The impact of COVID-19 in stock prices


Tano Llanaj
Epoka University: Department of Banking and Finance
16 June, 2021
ABSTRACT
This paper investigates the impact of COVID-19 on the stock return of Telefónica, S.A. from May
18th 2020 to June 17th 2021. There is little literature and prior research on the subject of the stock
market influence of Covid-19 since it is a relatively new occurrence in the world that is continually
emerging. Statistics, data, and information about the company's stock values (found at Yahoo
Finance) as well as total cases and fatalities caused by the virus (found at
https://ourworldindata.org/coronavirus-source-data) are incorporated and integrated to provide a
more accurate correlation between the two phenomena. Finally, a comparison of the effects of
COVID-19 on the stock market and comparable pandemic conditions has been made.

INTRODUCTION
The stock market is a collection of markets and exchanges where routine transactions including
buying, selling, and issuing publicly traded firm shares take place. The prices of the firms' shares
are influenced by demand and supply variables. The majority of the variables are directly tied to the
global economic condition, which experienced a severe crisis as a result of Covid19, which rocked
the whole globe.
The COVID-19 pandemic is a global pandemic caused by severe acute respiratory syndrome that is
still underway (SARS-CoV-2). As of 30 May 2021, more than 169 million cases have been
documented, with more than 3.53 million confirmed fatalities attributed to COVID-19, making it
one of the deadliest pandemics in history. The riskiness that individuals began to encounter caused
them to become confused and uneasy about their life, resulting in a lockdown that severely harmed
the economy. COVID-19 and the resulting shocks have had conflicting consequences on enterprises
all across the world. Some companies, like as internet retail chains or supermarkets, saw
tremendous growth during the pandemic, while others, such as restaurants and shopping malls, had
major declines. As a result, their stock market values fluctuate, as seen by the regression chart
below.
Telefónica, S.A. is a global Spanish telecommunications firm based in Madrid, Spain.
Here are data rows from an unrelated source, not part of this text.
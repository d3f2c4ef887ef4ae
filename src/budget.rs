// src/budget.rs

//! Soft/hard time budgets for units of remote work.
//!
//! - The *soft* limit is cooperative: work holds a [`SoftDeadline`] and calls
//!   [`SoftDeadline::check`] before every remote command and at the top of
//!   every loop over remote output.
//! - The *hard* limit is enforced by the scheduler, which drops the unit's
//!   future when it elapses (see `engine::unit`).

use std::time::Duration;

use tokio::time::Instant;

use crate::errors::{DaqError, Result};

/// Pair of time budgets declared by an operation.
#[derive(Debug, Clone, Copy, PartialEq, Eq)]
pub struct Budget {
    pub soft: Duration,
    pub hard: Duration,
}

impl Budget {
    /// Longest budget any operation may declare.
    pub const MAX: Duration = Duration::from_secs(24 * 60 * 60);

    pub const fn secs(soft: u64, hard: u64) -> Self {
        Self {
            soft: Duration::from_secs(soft),
            hard: Duration::from_secs(hard),
        }
    }

    pub fn new(soft: Duration, hard: Duration) -> Result<Self> {
        if soft.is_zero() || hard.is_zero() {
            return Err(DaqError::ConfigError(
                "time budgets must be greater than zero".to_string(),
            ));
        }
        if hard > Self::MAX {
            return Err(DaqError::ConfigError(format!(
                "hard budget {hard:?} exceeds the {:?} maximum",
                Self::MAX
            )));
        }
        if soft > hard {
            return Err(DaqError::ConfigError(format!(
                "soft budget {soft:?} exceeds hard budget {hard:?}"
            )));
        }
        Ok(Self { soft, hard })
    }
}

/// Cooperative cancellation point for one unit of work.
#[derive(Debug, Clone)]
pub struct SoftDeadline {
    at: Instant,
    limit: Duration,
}

impl SoftDeadline {
    /// Start the clock now.
    pub fn starting_now(limit: Duration) -> Self {
        let now = Instant::now();
        // Saturate: a limit past the clock's range never expires.
        let at = now
            .checked_add(limit)
            .unwrap_or_else(|| now + Budget::MAX * 365);
        Self { at, limit }
    }

    pub fn limit(&self) -> Duration {
        self.limit
    }

    pub fn is_expired(&self) -> bool {
        Instant::now() >= self.at
    }

    /// Returns `Err(Timeout)` once the soft limit has passed.
    pub fn check(&self) -> Result<()> {
        if self.is_expired() {
            Err(DaqError::Timeout(self.limit))
        } else {
            Ok(())
        }
    }

    /// Resolves when the soft limit passes.
    pub async fn expired(&self) {
        tokio::time::sleep_until(self.at).await;
    }

    /// Run `fut`, giving up with `Err(Timeout)` if the soft limit passes first.
    pub async fn bound<T, F>(&self, fut: F) -> Result<T>
    where
        F: std::future::Future<Output = Result<T>>,
    {
        self.check()?;
        tokio::select! {
            res = fut => res,
            _ = self.expired() => Err(DaqError::Timeout(self.limit)),
        }
    }
}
It is one of
the world's major telephone operators and mobile network providers. It operates in Europe and the
Americas and offers fixed and mobile phone, broadband, and subscription television. In this article,
we will examine how the pandemic has affected this firm, as well as the relationship between
numerous Covid19 statistics, such as total Covid19 cases and total fatalities, and the business's
stock price from May 18th 2020 to June 17th 2021.

The remaining part of the paper is organized as follows:


• Section 2: A literature study on the impacts of COVID-19 on stock prices.
• Section 3: The methods used, as well as the variables used.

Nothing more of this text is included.